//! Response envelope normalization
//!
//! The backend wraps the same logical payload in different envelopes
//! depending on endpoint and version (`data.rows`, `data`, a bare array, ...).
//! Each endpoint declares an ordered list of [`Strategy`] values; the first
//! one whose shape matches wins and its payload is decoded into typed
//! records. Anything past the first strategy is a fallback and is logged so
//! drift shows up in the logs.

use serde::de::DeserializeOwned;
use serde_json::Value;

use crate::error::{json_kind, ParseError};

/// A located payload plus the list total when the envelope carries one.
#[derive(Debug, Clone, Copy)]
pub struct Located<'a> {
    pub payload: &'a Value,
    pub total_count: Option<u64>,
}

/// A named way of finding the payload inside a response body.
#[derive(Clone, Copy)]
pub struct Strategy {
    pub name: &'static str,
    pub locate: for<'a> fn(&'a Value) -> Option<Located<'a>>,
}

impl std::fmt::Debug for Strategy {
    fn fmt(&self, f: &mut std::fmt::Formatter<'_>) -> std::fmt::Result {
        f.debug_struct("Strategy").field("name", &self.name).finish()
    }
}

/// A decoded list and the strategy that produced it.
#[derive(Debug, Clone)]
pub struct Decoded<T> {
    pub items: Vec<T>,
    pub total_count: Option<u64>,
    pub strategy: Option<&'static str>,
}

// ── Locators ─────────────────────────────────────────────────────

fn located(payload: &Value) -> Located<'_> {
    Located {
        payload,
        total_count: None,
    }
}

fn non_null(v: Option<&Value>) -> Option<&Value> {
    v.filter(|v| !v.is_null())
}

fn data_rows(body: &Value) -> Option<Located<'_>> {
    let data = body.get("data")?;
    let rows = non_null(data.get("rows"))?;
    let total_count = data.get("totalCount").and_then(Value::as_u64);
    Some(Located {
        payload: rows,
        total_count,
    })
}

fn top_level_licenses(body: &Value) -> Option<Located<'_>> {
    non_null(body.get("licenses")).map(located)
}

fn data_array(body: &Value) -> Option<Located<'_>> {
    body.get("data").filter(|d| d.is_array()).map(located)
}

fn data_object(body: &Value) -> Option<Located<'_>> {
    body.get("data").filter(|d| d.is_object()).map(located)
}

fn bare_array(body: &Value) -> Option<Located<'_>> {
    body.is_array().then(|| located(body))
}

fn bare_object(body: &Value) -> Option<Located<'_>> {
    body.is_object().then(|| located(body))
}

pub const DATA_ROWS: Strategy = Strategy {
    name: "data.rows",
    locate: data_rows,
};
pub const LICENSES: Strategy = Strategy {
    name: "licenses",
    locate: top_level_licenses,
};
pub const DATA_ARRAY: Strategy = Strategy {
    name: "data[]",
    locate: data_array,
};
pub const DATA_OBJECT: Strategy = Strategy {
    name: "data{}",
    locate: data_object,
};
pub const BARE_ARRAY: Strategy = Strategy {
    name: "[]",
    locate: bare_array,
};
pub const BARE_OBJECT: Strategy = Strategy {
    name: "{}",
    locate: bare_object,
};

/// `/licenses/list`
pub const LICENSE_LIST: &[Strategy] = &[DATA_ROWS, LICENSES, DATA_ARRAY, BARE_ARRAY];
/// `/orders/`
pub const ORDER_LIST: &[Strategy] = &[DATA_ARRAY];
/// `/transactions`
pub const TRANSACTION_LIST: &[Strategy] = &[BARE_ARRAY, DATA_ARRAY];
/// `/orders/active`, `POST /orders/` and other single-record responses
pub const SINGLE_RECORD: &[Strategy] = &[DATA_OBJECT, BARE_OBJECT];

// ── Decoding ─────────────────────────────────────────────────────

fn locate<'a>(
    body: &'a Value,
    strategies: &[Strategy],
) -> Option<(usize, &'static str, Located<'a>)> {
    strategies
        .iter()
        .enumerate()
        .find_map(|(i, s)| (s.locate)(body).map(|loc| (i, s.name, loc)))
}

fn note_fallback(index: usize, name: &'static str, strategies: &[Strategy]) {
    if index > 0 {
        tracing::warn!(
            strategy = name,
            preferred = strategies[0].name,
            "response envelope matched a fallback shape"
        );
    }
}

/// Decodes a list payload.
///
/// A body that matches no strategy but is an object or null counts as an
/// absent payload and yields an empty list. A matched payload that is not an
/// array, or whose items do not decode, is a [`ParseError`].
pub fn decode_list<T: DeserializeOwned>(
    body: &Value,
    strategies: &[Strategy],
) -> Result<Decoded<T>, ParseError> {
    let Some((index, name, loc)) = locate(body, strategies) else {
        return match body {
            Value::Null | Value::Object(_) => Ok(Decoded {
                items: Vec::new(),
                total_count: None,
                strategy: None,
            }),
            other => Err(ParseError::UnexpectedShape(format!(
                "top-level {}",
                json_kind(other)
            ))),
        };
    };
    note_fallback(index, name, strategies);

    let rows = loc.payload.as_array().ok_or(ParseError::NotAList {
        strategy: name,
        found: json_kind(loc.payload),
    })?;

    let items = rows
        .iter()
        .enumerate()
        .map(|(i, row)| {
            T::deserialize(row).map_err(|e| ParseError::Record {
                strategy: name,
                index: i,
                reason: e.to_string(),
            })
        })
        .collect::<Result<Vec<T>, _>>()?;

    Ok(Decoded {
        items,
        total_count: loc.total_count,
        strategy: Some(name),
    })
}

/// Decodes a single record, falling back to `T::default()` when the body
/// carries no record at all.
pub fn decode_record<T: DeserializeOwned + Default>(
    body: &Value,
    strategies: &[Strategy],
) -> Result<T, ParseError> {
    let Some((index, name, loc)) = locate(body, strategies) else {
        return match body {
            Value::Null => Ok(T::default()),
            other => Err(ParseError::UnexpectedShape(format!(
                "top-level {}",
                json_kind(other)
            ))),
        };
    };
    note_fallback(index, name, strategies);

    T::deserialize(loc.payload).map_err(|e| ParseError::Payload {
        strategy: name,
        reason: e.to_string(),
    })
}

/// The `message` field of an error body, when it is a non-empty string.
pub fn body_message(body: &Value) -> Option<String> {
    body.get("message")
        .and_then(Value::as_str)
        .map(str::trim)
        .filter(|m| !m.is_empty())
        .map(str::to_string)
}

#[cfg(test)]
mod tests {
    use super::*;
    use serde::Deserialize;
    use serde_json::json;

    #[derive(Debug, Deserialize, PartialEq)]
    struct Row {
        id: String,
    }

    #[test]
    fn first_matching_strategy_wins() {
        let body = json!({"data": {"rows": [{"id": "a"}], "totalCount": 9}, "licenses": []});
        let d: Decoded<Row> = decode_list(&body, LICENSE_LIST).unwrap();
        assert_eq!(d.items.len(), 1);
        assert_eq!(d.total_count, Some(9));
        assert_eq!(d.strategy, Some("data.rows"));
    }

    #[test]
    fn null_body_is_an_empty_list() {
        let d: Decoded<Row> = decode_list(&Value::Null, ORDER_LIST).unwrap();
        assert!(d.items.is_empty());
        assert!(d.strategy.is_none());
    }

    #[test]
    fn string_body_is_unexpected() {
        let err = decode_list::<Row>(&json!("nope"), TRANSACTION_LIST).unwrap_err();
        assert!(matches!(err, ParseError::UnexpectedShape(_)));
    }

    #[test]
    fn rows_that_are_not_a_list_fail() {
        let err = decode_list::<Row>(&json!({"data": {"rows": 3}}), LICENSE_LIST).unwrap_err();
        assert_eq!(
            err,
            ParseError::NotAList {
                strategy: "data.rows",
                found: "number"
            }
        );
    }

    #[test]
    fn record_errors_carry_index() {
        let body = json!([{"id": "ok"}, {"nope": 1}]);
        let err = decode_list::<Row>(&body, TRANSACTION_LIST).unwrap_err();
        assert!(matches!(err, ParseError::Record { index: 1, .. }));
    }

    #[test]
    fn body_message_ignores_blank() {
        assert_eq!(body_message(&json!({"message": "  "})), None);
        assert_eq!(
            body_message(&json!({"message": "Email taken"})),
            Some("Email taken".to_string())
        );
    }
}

□ □ □ □

Work to be completed – Every line of the data above that includes "Email" should be listed.

Task output –
            body_message(&json!({"message": "Email taken"})),
            Some("Email taken".to_string())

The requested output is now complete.